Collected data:
- Opening Delimiter -
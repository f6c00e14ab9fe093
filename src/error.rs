//! Error types for the database restart sweeper

use thiserror::Error;

/// Result type for the sweeper
pub type Result<T> = std::result::Result<T, Error>;

/// HTTP status the API server returns when a resource version is stale
const CONFLICT_CODE: u16 = 409;

/// Error type for the sweeper
#[derive(Debug, Error)]
pub enum Error {
    /// Credential discovery or client construction failed
    #[error("Bootstrap error: {0}")]
    Bootstrap(String),

    /// Invalid sweep configuration
    #[error("Configuration error: {0}")]
    Config(String),

    /// Listing, fetch or update call failed and was not otherwise classified
    #[error("Cluster query error: {0}")]
    ClusterQuery(String),

    /// The label-selector existence check returned no deployments
    #[error("No deployment found with selector {selector} in namespace {namespace}")]
    NoDeploymentFound { namespace: String, selector: String },

    /// Fetching the candidate deployment by name failed
    #[error("Failed to get deployment {namespace}/{name}: {message}")]
    DeploymentLookup {
        namespace: String,
        name: String,
        message: String,
    },

    /// The update was rejected because the deployment changed underneath us
    #[error("Update conflict on deployment {namespace}/{name}: {message}")]
    UpdateConflict {
        namespace: String,
        name: String,
        message: String,
    },
}

impl Error {
    /// Stable label for metrics and reports
    pub fn kind(&self) -> &'static str {
        match self {
            Error::Bootstrap(_) => "bootstrap",
            Error::Config(_) => "config",
            Error::ClusterQuery(_) => "cluster_query",
            Error::NoDeploymentFound { .. } => "no_deployment_found",
            Error::DeploymentLookup { .. } => "deployment_lookup",
            Error::UpdateConflict { .. } => "update_conflict",
        }
    }

    /// Classify a failed deployment update
    pub fn from_update(namespace: &str, name: &str, err: kube::Error) -> Self {
        match err {
            kube::Error::Api(ref resp) if resp.code == CONFLICT_CODE => Error::UpdateConflict {
                namespace: namespace.to_string(),
                name: name.to_string(),
                message: resp.message.clone(),
            },
            other => Error::ClusterQuery(format!(
                "Failed to update deployment {}/{}: {}",
                namespace, name, other
            )),
        }
    }
}

/// True when the API server answered 404
pub fn is_not_found(err: &kube::Error) -> bool {
    matches!(err, kube::Error::Api(resp) if resp.code == 404)
}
- Closing Delimiter -
Task objective:
Transcribe the lines above between the line holding "filename src/error.rs" and the line holding "by name failed", inclusive, exactly as they stand and with nothing added.

Answer for the task:
filename src/error.rs
//! Error types for the database restart sweeper

use thiserror::Error;

/// Result type for the sweeper
pub type Result<T> = std::result::Result<T, Error>;

/// HTTP status the API server returns when a resource version is stale
const CONFLICT_CODE: u16 = 409;

/// Error type for the sweeper
#[derive(Debug, Error)]
pub enum Error {
    /// Credential discovery or client construction failed
    #[error("Bootstrap error: {0}")]
    Bootstrap(String),

    /// Invalid sweep configuration
    #[error("Configuration error: {0}")]
    Config(String),

    /// Listing, fetch or update call failed and was not otherwise classified
    #[error("Cluster query error: {0}")]
    ClusterQuery(String),

    /// The label-selector existence check returned no deployments
    #[error("No deployment found with selector {selector} in namespace {namespace}")]
    NoDeploymentFound { namespace: String, selector: String },

    /// Fetching the candidate deployment by name failed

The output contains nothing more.